*** Opening SUPPLIED RECORDS ***
//! Read-only view models for the presentation layer.

use crate::{
    catalog::Catalog,
    economy::{self, Refusal},
    error::IdleResult,
    state::GameState,
    types::{GroupIndex, SubgroupIndex, UpgradeId},
};
use serde::Serialize;

#[derive(Debug, Clone, PartialEq, Serialize)]
pub struct ResourcesView {
    pub atom_count: f64,
    pub atoms_per_second: f64,
    /// `atoms_per_second · prestige_multiplier`, what the tick credits.
    pub effective_atoms_per_second: f64,
    pub prestige_multiplier: f64,
    pub prestige_pending: f64,
    pub can_prestige: bool,
}

#[derive(Debug, Clone, PartialEq, Serialize)]
pub struct RequirementView {
    pub upgrade_id: UpgradeId,
    pub name: String,
    pub amount: u32,
    pub met: bool,
}

#[derive(Debug, Clone, PartialEq, Serialize)]
pub struct UpgradeView {
    pub upgrade_id: UpgradeId,
    pub name: String,
    pub purchased: u32,
    pub cap: u32,
    pub cost: f64,
    pub max_purchaseable: u32,
    /// Production gained by buying `max_purchaseable` units.
    pub production_gain: f64,
    pub purchasable: bool,
    pub refusal: Option<Refusal>,
    pub requirements: Vec<RequirementView>,
}

#[derive(Debug, Clone, PartialEq, Serialize)]
pub struct GroupView {
    pub group: GroupIndex,
    pub name: String,
    pub unlock_cost: f64,
    pub unlocked: bool,
    pub current: bool,
}

#[derive(Debug, Clone, PartialEq, Serialize)]
pub struct SubgroupView {
    pub subgroup: SubgroupIndex,
    pub name: String,
    pub current: bool,
}

pub fn resources_view(state: &GameState) -> ResourcesView {
    let r = &state.resources;
    ResourcesView {
        atom_count:                 r.atom_count,
        atoms_per_second:           r.atoms_per_second,
        effective_atoms_per_second: r.effective_rate(),
        prestige_multiplier:        r.prestige_multiplier,
        prestige_pending:           economy::prestige_pending(state),
        can_prestige:               economy::can_prestige(state),
    }
}

pub fn upgrade_view(catalog: &Catalog, state: &GameState, upgrade_id: UpgradeId) -> IdleResult<UpgradeView> {
    let def = catalog.upgrade(upgrade_id)?;
    let quote = economy::quote(catalog, state, upgrade_id)?;

    let requirements = def
        .requirements
        .iter()
        .map(|req| {
            let name = catalog
                .upgrade(req.upgrade_id)
                .map(|u| u.name.clone())
                .unwrap_or_default();
            RequirementView {
                upgrade_id: req.upgrade_id,
                name,
                amount: req.minimum_purchased,
                met: state.purchased(req.upgrade_id) >= req.minimum_purchased,
            }
        })
        .collect();

    Ok(UpgradeView {
        upgrade_id,
        name: def.name.clone(),
        purchased: state.purchased(upgrade_id),
        cap: def.purchase_cap,
        cost: quote.cost,
        max_purchaseable: quote.quantity,
        production_gain: def.atom_production * quote.quantity as f64,
        purchasable: quote.is_purchasable(),
        refusal: quote.check.err(),
        requirements,
    })
}

/// Upgrades of the currently selected group and subgroup, in display order.
pub fn current_upgrade_views(catalog: &Catalog, state: &GameState) -> IdleResult<Vec<UpgradeView>> {
    let group = catalog.group(state.ui.current_group)?;
    let Some(subgroup) = group.subgroups.get(state.ui.current_subgroup()) else {
        return Ok(Vec::new());
    };
    subgroup
        .upgrades
        .iter()
        .map(|&id| upgrade_view(catalog, state, id))
        .collect()
}

pub fn group_views(catalog: &Catalog, state: &GameState) -> Vec<GroupView> {
    catalog
        .groups()
        .iter()
        .map(|g| GroupView {
            group:       g.id,
            name:        g.name.clone(),
            unlock_cost: g.unlock_cost,
            unlocked:    state.ui.is_unlocked(g.id),
            current:     state.ui.current_group == g.id,
        })
        .collect()
}

pub fn subgroup_views(catalog: &Catalog, state: &GameState) -> IdleResult<Vec<SubgroupView>> {
    let group = catalog.group(state.ui.current_group)?;
    let current = state.ui.current_subgroup();
    Ok(group
        .subgroups
        .iter()
        .enumerate()
        .map(|(i, s)| SubgroupView { subgroup: i, name: s.name.clone(), current: i == current })
        .collect())
}

const SUFFIXES: [(f64, &str); 7] = [
    (1e21, "Sx"),
    (1e18, "Qu"),
    (1e15, "Q"),
    (1e12, "T"),
    (1e9,  "B"),
    (1e6,  "M"),
    (1e3,  "K"),
];

/// Abbreviate an atom amount: `1234.5` → `"1.23K"`. Past the largest
/// suffix, falls back to scientific notation.
pub fn format_atoms(value: f64, decimals: usize) -> String {
    if !value.is_finite() {
        return value.to_string();
    }
    if value >= 1e24 {
        return format!("{value:.decimals$e}");
    }
    for (scale, suffix) in SUFFIXES {
        if value >= scale {
            return format!("{:.decimals$}{suffix}", value / scale);
        }
    }
    format!("{value:.decimals$}")
}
*** Closing SUPPLIED RECORDS ***
Return only those lines of the records that contain the string "RequirementView".

## YOUR RESPONSE
pub struct RequirementView {
    pub requirements: Vec<RequirementView>,
            RequirementView {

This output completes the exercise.